To dissent or to differ, while unpopular, can have a valid purpose. For example, in Plessy v. Ferguson (1896), where the U.S. Supreme Court allowed “separate but equal” facilities for black and white Americans, Justice John Marshall Harlan wrote a dissenting opinion in which he said that “the Constitution is color-blind, and neither knows nor tolerates classes among citizens.” Justice Harlan’s dissent was not an attempt to change the court’s majority decision, but to arouse public opinion against the majority decision of the court. In 1954, Justice Harlan was vindicated by the majority opinion in Brown v. Board of Education which unanimously rejected the “separate but equal” doctrine and ruled that racially segregated public schools were inherently unequal.
Other famous contrarians like Galileo, Einstein, George Orwell, or the leading lights of the suffragist movement and abolitionists of slavery had dissented from prevailing social norms, and their works continue to be relevant in contemporary society. Those who opposed the Vietnam War in the sixties and seventies had enlightened many of us about an unpopular and unjust war. The same thing can be said about the Iraq war, maybe five years down the road.

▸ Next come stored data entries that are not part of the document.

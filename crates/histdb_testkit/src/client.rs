//! Scripted snapshot client for sync-unit tests.

use histdb_core::AccountId;
use histdb_sync_engine::{FetchError, Snapshot, SnapshotClient};
use parking_lot::Mutex;
use std::collections::VecDeque;
use std::fmt;
use std::sync::atomic::{AtomicUsize, Ordering};

/// A snapshot client that replays a canned script of responses.
///
/// Each request consumes the next scripted response in order. Once the
/// script runs dry every further request fails with a transport error,
/// which keeps an over-eager scheduler visible in test output instead
/// of silently serving stale data.
///
/// # Example
///
/// ```rust,ignore
/// let client = ScriptedClient::with_script(vec![
///     Ok(Snapshot::new(raw_balances()).with_cache_until("Thu, 21 Dec 2017 12:00:00 GMT")),
///     Err(FetchError::endpoint(502, "bad gateway")),
/// ]);
/// ```
pub struct ScriptedClient<R> {
    script: Mutex<VecDeque<Result<Snapshot<R>, FetchError>>>,
    calls: AtomicUsize,
}

impl<R> ScriptedClient<R> {
    /// Creates a client with an empty script.
    pub fn new() -> Self {
        Self {
            script: Mutex::new(VecDeque::new()),
            calls: AtomicUsize::new(0),
        }
    }

    /// Creates a client that serves exactly one successful snapshot.
    pub fn one(payload: R) -> Self {
        Self::with_script(vec![Ok(Snapshot::new(payload))])
    }

    /// Creates a client preloaded with the given responses.
    pub fn with_script(script: Vec<Result<Snapshot<R>, FetchError>>) -> Self {
        Self {
            script: Mutex::new(script.into()),
            calls: AtomicUsize::new(0),
        }
    }

    /// Appends a response to the end of the script.
    pub fn push(&self, response: Result<Snapshot<R>, FetchError>) {
        self.script.lock().push_back(response);
    }

    /// Number of requests made so far.
    pub fn calls(&self) -> usize {
        self.calls.load(Ordering::SeqCst)
    }

    /// Number of scripted responses not yet consumed.
    pub fn remaining(&self) -> usize {
        self.script.lock().len()
    }
}

impl<R> Default for ScriptedClient<R> {
    fn default() -> Self {
        Self::new()
    }
}

impl<R> fmt::Debug for ScriptedClient<R> {
    fn fmt(&self, f: &mut fmt::Formatter<'_>) -> fmt::Result {
        f.debug_struct("ScriptedClient")
            .field("calls", &self.calls())
            .field("remaining", &self.remaining())
            .finish_non_exhaustive()
    }
}

impl<R: Send + Sync> SnapshotClient for ScriptedClient<R> {
    type Raw = R;

    fn request(&self, _account: AccountId) -> Result<Snapshot<R>, FetchError> {
        self.calls.fetch_add(1, Ordering::SeqCst);
        self.script
            .lock()
            .pop_front()
            .unwrap_or_else(|| Err(FetchError::transport("scripted client exhausted")))
    }
}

To dissent or to offer a contrary opinion helps clarify issues and prevents ourselves from being too complacent with the attraction of prevailing values, norms or decisions that oftentimes becomes the most convenient or safe choice for us to take. The smugness of the idea of an absolute truth paralyzes the mind to explore options and, to a degree, stifles creativity. There is a huge market of ideas, from right to left, or all around us. Whether an idea can hold up under scrutiny depends on a lengthy and rigorous process of scepticism and criticism.
Just because it is unpopular does not mean that dissent should be avoided or abhorred. Dissent is vital to the examination of opinions; it is the other important side of dialogue. Aristotle, for example, introduced us to a dialectical discussion of opinions and had shown us how the conflict of two opinions might be resolved through this process. There are always pros and cons to an argument: both are equally important in making the ultimate decision as to what is right and what is not. One side cannot be summarily dismissed without examining its merit over the other. Only after a very thorough and critical examination can we be secure in taking sides.